┏━━

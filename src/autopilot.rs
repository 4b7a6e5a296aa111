//! Idle/demo mode - an AI that plays the game through key events
//!
//! Reads only the published snapshot and answers with key events, exactly
//! like a human player would. Randomness comes from a seeded PCG so demo
//! runs are reproducible.

use glam::Vec2;
use rand::{Rng, SeedableRng};
use rand_pcg::Pcg32;

use crate::sim::input::{Direction, KeyEvent};
use crate::sim::state::{GameObject, ObjectKind, PowerUpKind};
use crate::sim::tick::Snapshot;

/// Ticks without progress before trying to escape
const STUCK_TICKS: u32 = 12;
/// How long an escape burst lasts
const ESCAPE_TICKS: u32 = 24;
/// Dead zone so the player doesn't jitter around the target center
const AXIS_DEAD_ZONE: f32 = 2.0;
/// Bugs closer than this make power-ups more attractive
const DANGER_RADIUS: f32 = 90.0;

pub struct Autopilot {
    rng: Pcg32,
    held_x: Option<Direction>,
    held_y: Option<Direction>,
    last_pos: Option<Vec2>,
    stuck_ticks: u32,
    escape: Option<(Direction, u32)>,
}

fn center(pos: Vec2, size: Vec2) -> Vec2 {
    pos + size * 0.5
}

impl Autopilot {
    pub fn new(seed: u64) -> Self {
        Self {
            rng: Pcg32::seed_from_u64(seed),
            held_x: None,
            held_y: None,
            last_pos: None,
            stuck_ticks: 0,
            escape: None,
        }
    }

    /// Pick the object to go after: nearest collectible, or the nearest
    /// power-up when a bug is close and the shield is down.
    pub fn choose_target<'a>(&self, snapshot: &'a Snapshot) -> Option<&'a GameObject> {
        let player = center(snapshot.player.pos, snapshot.player.size);
        let dist = |o: &GameObject| (center(o.pos, o.size) - player).length();
        let nearest = move |filter: &dyn Fn(&GameObject) -> bool| {
            snapshot
                .objects
                .iter()
                .filter(|o| filter(*o))
                .min_by(|a, b| dist(*a).total_cmp(&dist(*b)))
        };

        let shielded = snapshot
            .session
            .active_effects
            .iter()
            .any(|e| e.kind == PowerUpKind::BugShield);
        let in_danger = !shielded
            && snapshot
                .objects
                .iter()
                .any(|o| o.kind == ObjectKind::Obstacle && dist(o) < DANGER_RADIUS);

        if in_danger {
            if let Some(power_up) = nearest(&|o: &GameObject| matches!(o.kind, ObjectKind::PowerUp(_))) {
                return Some(power_up);
            }
        }
        nearest(&|o: &GameObject| o.kind.is_collectible())
            .or_else(|| nearest(&|o: &GameObject| matches!(o.kind, ObjectKind::PowerUp(_))))
    }

    /// Key events for this tick
    pub fn drive(&mut self, snapshot: &Snapshot) -> Vec<KeyEvent> {
        if !snapshot.session.is_playing() || snapshot.session.paused {
            self.last_pos = None;
            self.stuck_ticks = 0;
            self.escape = None;
            return self.hold(None, None);
        }

        let pos = snapshot.player.pos;
        let (want_x, want_y) = self.desired(snapshot);
        let moving = want_x.is_some() || want_y.is_some();

        if moving && self.last_pos == Some(pos) {
            self.stuck_ticks += 1;
        } else {
            self.stuck_ticks = 0;
        }
        self.last_pos = Some(pos);

        if self.stuck_ticks >= STUCK_TICKS && self.escape.is_none() {
            let dir = match self.rng.random_range(0..4) {
                0 => Direction::Up,
                1 => Direction::Down,
                2 => Direction::Left,
                _ => Direction::Right,
            };
            log::debug!("Autopilot stuck at {:?}, escaping {:?}", pos, dir);
            self.escape = Some((dir, ESCAPE_TICKS));
            self.stuck_ticks = 0;
        }

        let (want_x, want_y) = match self.escape.as_mut() {
            Some((dir, ticks)) => {
                let dir = *dir;
                *ticks = ticks.saturating_sub(1);
                if *ticks == 0 {
                    self.escape = None;
                }
                match dir {
                    Direction::Left | Direction::Right => (Some(dir), None),
                    Direction::Up | Direction::Down => (None, Some(dir)),
                }
            }
            None => (want_x, want_y),
        };

        self.hold(want_x, want_y)
    }

    fn desired(&self, snapshot: &Snapshot) -> (Option<Direction>, Option<Direction>) {
        let Some(target) = self.choose_target(snapshot) else {
            return (None, None);
        };
        let delta = center(target.pos, target.size) - center(snapshot.player.pos, snapshot.player.size);
        let x = if delta.x > AXIS_DEAD_ZONE {
            Some(Direction::Right)
        } else if delta.x < -AXIS_DEAD_ZONE {
            Some(Direction::Left)
        } else {
            None
        };
        let y = if delta.y > AXIS_DEAD_ZONE {
            Some(Direction::Down)
        } else if delta.y < -AXIS_DEAD_ZONE {
            Some(Direction::Up)
        } else {
            None
        };
        (x, y)
    }

    /// Transition held keys to the wanted set. Releases come before presses
    /// because a key-up clears its whole axis.
    fn hold(&mut self, want_x: Option<Direction>, want_y: Option<Direction>) -> Vec<KeyEvent> {
        let mut events = Vec::new();
        for (held, want) in [(&mut self.held_x, want_x), (&mut self.held_y, want_y)] {
            if *held == want {
                continue;
            }
            if let Some(old) = held.take() {
                events.push(KeyEvent::Up(old));
            }
            if let Some(new) = want {
                events.push(KeyEvent::Down(new));
                *held = Some(new);
            }
        }
        events
    }
}

#[cfg(test)]
mod tests {
    use super::*;
    use crate::catalog::{Level, LevelCatalog};
    use crate::settings::EngineConfig;
    use crate::sim::state::{GamePhase, SessionState, StaticObstacle};
    use crate::sim::tick::Engine;

    fn playing_snapshot(player_pos: Vec2, objects: Vec<GameObject>) -> Snapshot {
        let mut snapshot = Snapshot {
            objects,
            session: SessionState {
                phase: GamePhase::Playing,
                ..Default::default()
            },
            ..Default::default()
        };
        snapshot.player.pos = player_pos;
        snapshot
    }

    #[test]
    fn test_heads_for_nearest_collectible() {
        let objects = vec![
            GameObject::new(1, "far", ObjectKind::Skill, Vec2::new(700.0, 400.0), 50),
            GameObject::new(2, "near", ObjectKind::Skill, Vec2::new(300.0, 20.0), 50),
        ];
        let snapshot = playing_snapshot(Vec2::new(100.0, 100.0), objects);
        let mut pilot = Autopilot::new(1);
        assert_eq!(pilot.choose_target(&snapshot).map(|o| o.id), Some(2));
        assert_eq!(
            pilot.drive(&snapshot),
            vec![KeyEvent::Down(Direction::Right), KeyEvent::Down(Direction::Up)]
        );
        // Same wish next tick: nothing new to press
        assert!(pilot.drive(&snapshot).is_empty());
    }

    #[test]
    fn test_prefers_power_up_near_bugs() {
        let objects = vec![
            GameObject::new(1, "skill", ObjectKind::Skill, Vec2::new(200.0, 100.0), 50),
            GameObject::new(2, "bug", ObjectKind::Obstacle, Vec2::new(150.0, 100.0), -20),
            GameObject::new(
                3,
                "shield",
                ObjectKind::PowerUp(PowerUpKind::BugShield),
                Vec2::new(500.0, 400.0),
                10,
            ),
        ];
        let snapshot = playing_snapshot(Vec2::new(100.0, 100.0), objects);
        let pilot = Autopilot::new(1);
        assert_eq!(pilot.choose_target(&snapshot).map(|o| o.id), Some(3));
    }

    #[test]
    fn test_releases_keys_when_not_playing() {
        let objects = vec![GameObject::new(1, "s", ObjectKind::Skill, Vec2::new(300.0, 105.0), 50)];
        let mut snapshot = playing_snapshot(Vec2::new(100.0, 100.0), objects);
        let mut pilot = Autopilot::new(1);
        pilot.drive(&snapshot);

        snapshot.session.phase = GamePhase::LevelComplete;
        assert_eq!(pilot.drive(&snapshot), vec![KeyEvent::Up(Direction::Right)]);
    }

    #[test]
    fn test_direction_change_releases_first() {
        let mut pilot = Autopilot::new(1);
        pilot.hold(Some(Direction::Left), None);
        assert_eq!(
            pilot.hold(Some(Direction::Right), None),
            vec![KeyEvent::Up(Direction::Left), KeyEvent::Down(Direction::Right)]
        );
    }

    #[test]
    fn test_escapes_when_blocked() {
        let objects = vec![GameObject::new(1, "s", ObjectKind::Skill, Vec2::new(300.0, 100.0), 50)];
        let snapshot = playing_snapshot(Vec2::new(100.0, 100.0), objects);
        let mut pilot = Autopilot::new(7);
        for _ in 0..=STUCK_TICKS {
            pilot.drive(&snapshot);
        }
        assert!(pilot.escape.is_some());
    }

    #[test]
    fn test_same_seed_same_run() {
        let run = |seed: u64| {
            let level = Level {
                name: "Walls".to_string(),
                description: String::new(),
                time_limit_secs: 20,
                points_to_win: 100,
                base_speed: 5.0,
                background: String::new(),
                player_start: Vec2::new(20.0, 200.0),
                obstacles: vec![StaticObstacle::new(200.0, 150.0, 40.0, 200.0)],
                objects: vec![GameObject::new(1, "goal", ObjectKind::Skill, Vec2::new(400.0, 230.0), 100)],
            };
            let catalog = LevelCatalog::new(vec![level]).unwrap();
            let mut engine = Engine::new(EngineConfig::default(), catalog);
            let mut pilot = Autopilot::new(seed);
            engine.start_game();
            for _ in 0..600 {
                for event in pilot.drive(engine.snapshot()) {
                    engine.push_input(event);
                }
                engine.tick(crate::consts::TICK_MS);
            }
            engine.snapshot().clone()
        };
        assert_eq!(run(42), run(42));
    }
}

┗━━

What to produce: Using the records given above, list every line that includes the word "Left".

Expected answer:
                2 => Direction::Left,
                    Direction::Left | Direction::Right => (Some(dir), None),
            Some(Direction::Left)
        pilot.hold(Some(Direction::Left), None);
            vec![KeyEvent::Up(Direction::Left), KeyEvent::Down(Direction::Right)]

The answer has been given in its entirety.